- **INPUT FOR THIS TASK**:
[Start of section]

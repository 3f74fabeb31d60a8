//! paths::solver — fixed-budget descent for minimum-action paths.
//!
//! Purpose
//! -------
//! Approximate the Freidlin–Wentzell minimum-action path between two states
//! `x0`, `x1` of a diffusion with drift `b`, and report its action as the
//! quasipotential estimate.
//!
//! Key behaviors
//! -------------
//! - Initialization: `T` points on the straight line from `x0` to `x1`.
//! - Iteration (Jacobi, from the previous iterate), for interior `t`:
//!
//!   ```text
//!   φ_t ← φ_t + stepsize · [ (φ_{t+1} − φ_t) − (φ_t − φ_{t−1}) − b(φ_t) ]
//!   ```
//!
//!   run exactly `niter` times. No line search, no convergence test.
//! - Endpoints are written once, at construction, and never touched again;
//!   `path[0] == x0` and `path[T−1] == x1` bit-for-bit at every step.
//!
//! Invariants & assumptions
//! ------------------------
//! - The update omits the drift-Jacobian-transpose term of the
//!   Euler–Lagrange equation. It is a stationary condition of the action only
//!   for conservative drifts; for other drifts the result is an approximation
//!   and is returned as such.
//! - Descent from a straight line can stop near a local stationary path when
//!   the drift has several basins. The reported quasipotential is the action
//!   of the returned path: a local, approximate value.
//! - Non-finite drift values propagate into the path and the action.
//!
//! Downstream usage
//! ----------------
//! - [`minimum_action_path`] / [`quasipotential`] for one-shot calls.
//! - [`ActionSolver`] to step manually, e.g. to inspect intermediate paths.
use std::mem;

use ndarray::{Array1, Array2, ArrayView1, ArrayView2, Zip};

use crate::{
    paths::{
        action::action_of,
        drift::{DriftField, eval_drift_into},
        errors::{ActionResult, PathError},
        options::PathOptions,
    },
    utils::first_non_finite,
};

/// Path and action returned by the solver.
#[derive(Debug, Clone, PartialEq)]
pub struct PathResult {
    /// `T × d`, endpoints equal to the requested boundary points.
    pub path: Array2<f64>,
    pub action: f64,
}

/// Stateful descent over one discretized path.
pub struct ActionSolver<'d, D: ?Sized> {
    drift: &'d D,
    opts: PathOptions,
    path: Array2<f64>,
    scratch: Array2<f64>,
    b: Array1<f64>,
    iterations: usize,
}

impl<'d, D> ActionSolver<'d, D>
where
    D: DriftField + ?Sized,
{
    /// Validate inputs and build the straight-line initial path.
    ///
    /// # Errors
    /// - Option errors from [`PathOptions::validate`].
    /// - [`PathError::EmptyState`] for zero-dimensional boundary points.
    /// - [`PathError::DimensionMismatch`] when `x0` and `x1` differ in length.
    /// - [`PathError::NonFiniteInput`] for a non-finite boundary entry
    ///   (row 0 for `x0`, row 1 for `x1`).
    pub fn new(
        drift: &'d D, x0: ArrayView1<'_, f64>, x1: ArrayView1<'_, f64>, opts: PathOptions,
    ) -> ActionResult<Self> {
        opts.validate()?;
        let d = x0.len();
        if d == 0 {
            return Err(PathError::EmptyState);
        }
        if x1.len() != d {
            return Err(PathError::DimensionMismatch { expected: d, found: x1.len() });
        }
        for (row, x) in [x0.view(), x1.view()].into_iter().enumerate() {
            if let Some((col, value)) = first_non_finite(x) {
                return Err(PathError::NonFiniteInput { row, col, value });
            }
        }

        let last = opts.n_points - 1;
        let mut path = Array2::from_shape_fn((opts.n_points, d), |(t, i)| {
            let s = t as f64 / last as f64;
            x0[i] + s * (x1[i] - x0[i])
        });
        path.row_mut(0).assign(&x0);
        path.row_mut(last).assign(&x1);

        Ok(Self {
            drift,
            opts,
            scratch: path.clone(),
            path,
            b: Array1::zeros(d),
            iterations: 0,
        })
    }

    /// One Jacobi update of every interior point.
    ///
    /// # Errors
    /// [`PathError::DriftLengthMismatch`] from drift evaluation; the path is
    /// left at the previous iterate.
    pub fn step(&mut self) -> ActionResult<()> {
        let h = self.opts.stepsize;
        for t in 1..self.path.nrows() - 1 {
            let here = self.path.row(t);
            eval_drift_into(self.drift, here, self.b.view_mut())?;
            Zip::from(self.scratch.row_mut(t))
                .and(self.path.row(t - 1))
                .and(here)
                .and(self.path.row(t + 1))
                .and(&self.b)
                .for_each(|out, &prev, &cur, &next, &bt| {
                    *out = cur + h * ((next - cur) - (cur - prev) - bt);
                });
        }
        mem::swap(&mut self.path, &mut self.scratch);
        self.iterations += 1;
        Ok(())
    }

    /// Current path.
    pub fn path(&self) -> ArrayView2<'_, f64> {
        self.path.view()
    }

    /// Number of completed iterations.
    pub fn iterations(&self) -> usize {
        self.iterations
    }

    /// Action of the current path.
    ///
    /// # Errors
    /// [`PathError::DriftLengthMismatch`] from drift evaluation.
    pub fn action(&self) -> ActionResult<f64> {
        action_of(self.path.view(), self.drift, self.opts.dt)
    }

    /// Run the remaining iterations up to `niter` and return path and action.
    ///
    /// # Errors
    /// As [`ActionSolver::step`] and [`ActionSolver::action`].
    pub fn run(mut self) -> ActionResult<PathResult> {
        #[cfg(feature = "obs_slog")]
        let logger = self.opts.verbose.then(crate::utils::term_logger);

        while self.iterations < self.opts.niter {
            self.step()?;
            #[cfg(feature = "obs_slog")]
            {
                if let Some(logger) = &logger {
                    if self.iterations % self.opts.log_every == 0 {
                        let action = self.action()?;
                        slog::debug!(logger, "path iteration";
                            "iteration" => self.iterations,
                            "action" => action
                        );
                    }
                }
            }
        }

        let action = self.action()?;
        #[cfg(feature = "obs_slog")]
        {
            if let Some(logger) = &logger {
                slog::info!(logger, "minimum action path finished";
                    "n_points" => self.opts.n_points,
                    "niter" => self.iterations,
                    "action" => action
                );
            }
        }
        Ok(PathResult { path: self.path, action })
    }
}

/// Approximate minimum-action path from `x0` to `x1` under `drift`.
///
/// # Errors
/// As [`ActionSolver::new`] and [`ActionSolver::run`].
pub fn minimum_action_path<D>(
    drift: &D, x0: ArrayView1<'_, f64>, x1: ArrayView1<'_, f64>, opts: &PathOptions,
) -> ActionResult<PathResult>
where
    D: DriftField + ?Sized,
{
    ActionSolver::new(drift, x0, x1, *opts)?.run()
}

/// Quasipotential estimate `V(x0 → x1)`: the action of [`minimum_action_path`].
///
/// A local estimate; see the module notes.
///
/// # Errors
/// As [`minimum_action_path`].
pub fn quasipotential<D>(
    drift: &D, x0: ArrayView1<'_, f64>, x1: ArrayView1<'_, f64>, opts: &PathOptions,
) -> ActionResult<f64>
where
    D: DriftField + ?Sized,
{
    Ok(minimum_action_path(drift, x0, x1, opts)?.action)
}

#[cfg(test)]
mod tests {
    use super::*;
    use approx::assert_abs_diff_eq;
    use ndarray::array;

    // -------------------------------------------------------------------------
    // Scope
    // -----
    // These tests cover:
    // - Boundary points held exactly before and after every iteration.
    // - The double-well sanity case and a pinned value of the update rule.
    // - Scalar drift broadcast in two dimensions.
    // - Entry validation.
    // -------------------------------------------------------------------------

    fn double_well(x: ArrayView1<'_, f64>) -> Array1<f64> {
        x.mapv(|v| v - v * v * v)
    }

    #[test]
    // Purpose
    // -------
    // Endpoints never move, checked around every single step.
    //
    // Given
    // -----
    // - A 2-D rotational (non-conservative) drift, T = 25, 30 iterations.
    //
    // Expect
    // ------
    // - path[0] == x0 and path[T−1] == x1 exactly before and after each step.
    fn endpoints_hold_before_and_after_each_step() {
        // Arrange
        let rotation = |x: ArrayView1<'_, f64>| array![-x[1] - x[0], x[0] - x[1]];
        let x0 = array![0.1, -0.7];
        let x1 = array![1.3, 0.4];
        let opts = PathOptions { n_points: 25, niter: 30, ..PathOptions::default() };
        let mut solver = ActionSolver::new(&rotation, x0.view(), x1.view(), opts)
            .expect("valid inputs");

        // Act / Assert
        for _ in 0..opts.niter {
            assert_eq!(solver.path().row(0), x0.view());
            assert_eq!(solver.path().row(24), x1.view());
            solver.step().expect("drift has matching length");
            assert_eq!(solver.path().row(0), x0.view());
            assert_eq!(solver.path().row(24), x1.view());
        }
        assert_eq!(solver.iterations(), 30);
    }

    #[test]
    // Purpose
    // -------
    // Double-well transition from −1 to 1 with default settings.
    //
    // Given
    // -----
    // - b(x) = x − x³, T = 100, dt = 0.01, niter = 10, stepsize = 0.05.
    //
    // Expect
    // ------
    // - One column, exact endpoints, finite non-negative action.
    // - Action equals the value produced by this exact update rule.
    fn double_well_quasipotential_sanity() {
        // Arrange
        let opts = PathOptions::default();

        // Act
        let (x0, x1) = (array![-1.0], array![1.0]);
        let result = minimum_action_path(&double_well, x0.view(), x1.view(), &opts)
            .expect("valid inputs");

        // Assert
        assert_eq!(result.path.dim(), (100, 1));
        assert_eq!(result.path[[0, 0]], -1.0);
        assert_eq!(result.path[[99, 0]], 1.0);
        assert!(result.action.is_finite() && result.action >= 0.0);
        assert_abs_diff_eq!(result.action, 2.5143208907, epsilon = 1e-8);
    }

    #[test]
    fn zero_drift_keeps_the_straight_line() {
        let zero = |_: ArrayView1<'_, f64>| array![0.0];
        let opts = PathOptions { n_points: 11, niter: 50, ..PathOptions::default() };
        let start = ActionSolver::new(&zero, array![0.0, 0.0].view(), array![1.0, 2.0].view(), opts)
            .expect("valid inputs");
        let initial = start.path().to_owned();
        let result = start.run().expect("scalar drift broadcasts");
        for (a, b) in result.path.iter().zip(initial.iter()) {
            assert_abs_diff_eq!(*a, *b, epsilon = 1e-12);
        }
    }

    #[test]
    fn quasipotential_matches_path_action() {
        let opts = PathOptions { n_points: 40, ..PathOptions::default() };
        let (a, b) = (array![-1.0], array![0.5]);
        let v = quasipotential(&double_well, a.view(), b.view(), &opts).expect("valid");
        let full = minimum_action_path(&double_well, a.view(), b.view(), &opts).expect("valid");
        assert_eq!(v, full.action);
    }

    #[test]
    fn invalid_entry_conditions() {
        let opts = PathOptions::default();
        assert!(matches!(
            ActionSolver::new(&double_well, array![0.0].view(), array![0.0, 1.0].view(), opts),
            Err(PathError::DimensionMismatch { expected: 1, found: 2 })
        ));
        let short = PathOptions { n_points: 2, ..opts };
        assert!(matches!(
            ActionSolver::new(&double_well, array![0.0].view(), array![1.0].view(), short),
            Err(PathError::TooFewPoints { n_points: 2 })
        ));
        assert!(matches!(
            ActionSolver::new(&double_well, array![0.0].view(), array![f64::INFINITY].view(), opts),
            Err(PathError::NonFiniteInput { row: 1, col: 0, .. })
        ));

        let wrong = |_: ArrayView1<'_, f64>| array![0.0, 0.0, 0.0];
        let (a, b) = (array![0.0, 0.0], array![1.0, 1.0]);
        let err = minimum_action_path(&wrong, a.view(), b.view(), &opts)
            .expect_err("three components for a 2-D state");
        assert_eq!(err, PathError::DriftLengthMismatch { expected: 2, found: 3 });
    }
}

[End of section]

- **INSTRUCTIONS FOR THE TASK**: Print exactly the lines of the listing above starting at the line containing "every interior point." and ending at the line containing "pub fn action(&self)", both included.

- **RESULT BELOW**:
    /// One Jacobi update of every interior point.
    ///
    /// # Errors
    /// [`PathError::DriftLengthMismatch`] from drift evaluation; the path is
    /// left at the previous iterate.
    pub fn step(&mut self) -> ActionResult<()> {
        let h = self.opts.stepsize;
        for t in 1..self.path.nrows() - 1 {
            let here = self.path.row(t);
            eval_drift_into(self.drift, here, self.b.view_mut())?;
            Zip::from(self.scratch.row_mut(t))
                .and(self.path.row(t - 1))
                .and(here)
                .and(self.path.row(t + 1))
                .and(&self.b)
                .for_each(|out, &prev, &cur, &next, &bt| {
                    *out = cur + h * ((next - cur) - (cur - prev) - bt);
                });
        }
        mem::swap(&mut self.path, &mut self.scratch);
        self.iterations += 1;
        Ok(())
    }

    /// Current path.
    pub fn path(&self) -> ArrayView2<'_, f64> {
        self.path.view()
    }

    /// Number of completed iterations.
    pub fn iterations(&self) -> usize {
        self.iterations
    }

    /// Action of the current path.
    ///
    /// # Errors
    /// [`PathError::DriftLengthMismatch`] from drift evaluation.
    pub fn action(&self) -> ActionResult<f64> {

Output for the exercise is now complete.